CVE-2023-40901 in AC10
Summary
by MITRE • 08/24/2023
Tenda AC10 v4 US_AC10V4.0si_V16.03.10.13_cn was discovered to contain a stack overflow via parameter macFilterType and parameter deviceList at url /goform/setMacFilterCfg.
Statistical analysis made it clear that VulDB provides the best quality for vulnerability data.
Analysis
by VulDB Data Team • 01/30/2026
The vulnerability identified as CVE-2023-40901 affects the Tenda AC10 v4 router firmware version US_AC10V4.0si_V16.03.10.13_cn and represents a critical stack overflow condition that can be exploited through the web interface. This issue manifests within the management interface of the device at the specific URL path /goform/setMacFilterCfg where two parameters macFilterType and deviceList are processed without adequate input validation or bounds checking. The vulnerability stems from improper handling of user-supplied data within the router's firmware code, creating an opportunity for attackers to manipulate the device's execution flow through carefully crafted malicious input.
The technical flaw occurs when the router processes the macFilterType and deviceList parameters through the setMacFilterCfg form handler. These parameters are directly used in stack operations without sufficient sanitization, allowing an attacker to overflow the allocated stack buffer space. This type of vulnerability falls under CWE-121 Stack-based Buffer Overflow, which is classified as a critical weakness in software security. The stack overflow can potentially be exploited to execute arbitrary code on the device, as it allows an attacker to overwrite the return address of the function call stack and redirect program execution to malicious code. The vulnerability is particularly concerning because it exists within the administrative interface of a network device, providing potential attackers with elevated privileges to compromise the entire network infrastructure.

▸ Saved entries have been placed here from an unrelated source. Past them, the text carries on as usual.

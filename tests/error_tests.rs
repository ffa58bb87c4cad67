use sql_advisor::error::{AppError, EngineError, Position, config_error, file_read_error};

#[test]
fn test_position_from_offset() {
    let sql = "select a\nfrom t\nwhere x";
    assert_eq!(
        Position::from_offset(sql, 0),
        Position {
            line:   1,
            column: 1
        }
    );
    assert_eq!(
        Position::from_offset(sql, 14),
        Position {
            line:   2,
            column: 6
        }
    );
}

#[test]
fn test_position_clamped_to_input() {
    let pos = Position::from_offset("select", 100);
    assert_eq!(pos.line, 1);
    assert_eq!(pos.column, 7);
}

#[test]
fn test_position_display() {
    let pos = Position {
        line:   3,
        column: 9
    };
    assert_eq!(pos.to_string(), "line 3, column 9");
}

#[test]
fn test_syntax_error_display() {
    let err = EngineError::syntax_at("unterminated string literal", "select 'a", 7);
    assert!(err.is_syntax());
    assert_eq!(
        err.to_string(),
        "syntax error at line 1, column 8: unterminated string literal"
    );
}

#[test]
fn test_syntax_error_picks_up_parser_position() {
    let err = EngineError::syntax("Expected: an expression, found: EOF at Line: 1, Column: 14");
    match err {
        EngineError::Syntax {
            position, ..
        } => assert_eq!(
            position,
            Some(Position {
                line:   1,
                column: 14
            })
        ),
        other => panic!("unexpected error: {other:?}")
    }
}

#[test]
fn test_syntax_error_without_position() {
    let err = EngineError::syntax("empty statement");
    assert_eq!(err.to_string(), "syntax error: empty statement");
}

#[test]
fn test_other_variants_display() {
    assert_eq!(EngineError::Cancelled.to_string(), "analysis cancelled");
    assert_eq!(
        EngineError::configuration("bad pattern").to_string(),
        "configuration error: bad pattern"
    );
    assert!(!EngineError::Cancelled.is_syntax());
}

#[test]
fn test_engine_error_into_app_error() {
    let app: AppError = EngineError::syntax("oops").into();
    let _ = app.to_string();
    let app: AppError = EngineError::Cancelled.into();
    let _ = app.to_string();
    let app: AppError = EngineError::configuration("x").into();
    let _ = app.to_string();
}

#[test]
fn test_error_helpers() {
    let io = std::io::Error::new(std::io::ErrorKind::NotFound, "missing");
    let _ = file_read_error("queries.sql", io).to_string();
    let _ = config_error("bad config").to_string();
}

The operational impact of this vulnerability extends beyond simple device compromise as it enables attackers to gain unauthorized access to the router's administrative functions and potentially the entire local network. Once exploited, the attacker could modify network configurations, implement man-in-the-middle attacks, redirect traffic, or establish persistent backdoors within the network. The vulnerability affects the device's ability to properly validate input parameters, which could lead to complete system compromise and unauthorized network access. According to ATT&CK framework, this vulnerability aligns with T1210 Exploitation of Remote Services and T1071.004 Application Layer Protocol DNS, as it enables attackers to leverage the router's web interface for further network reconnaissance and lateral movement. The device's exposure to remote exploitation means that attackers do not require physical access or network proximity to exploit this vulnerability, making it particularly dangerous in enterprise and residential network environments.
Mitigation strategies for CVE-2023-40901 should prioritize immediate firmware updates from Tenda to address the stack overflow condition in the affected router model. Network administrators should implement network segmentation to isolate critical systems from potentially compromised devices and deploy intrusion detection systems to monitor for suspicious activities related to the affected URL path. Additional protective measures include disabling unnecessary administrative interfaces, implementing strong access controls, and conducting regular security assessments of network devices to identify similar vulnerabilities. Organizations should also consider network monitoring solutions that can detect anomalous behavior patterns associated with exploitation attempts. The vulnerability demonstrates the importance of proper input validation and buffer management in embedded systems, highlighting the need for comprehensive security testing of firmware components before deployment in production environments. Regular firmware updates and security patches are essential to maintaining device integrity and preventing exploitation of known vulnerabilities.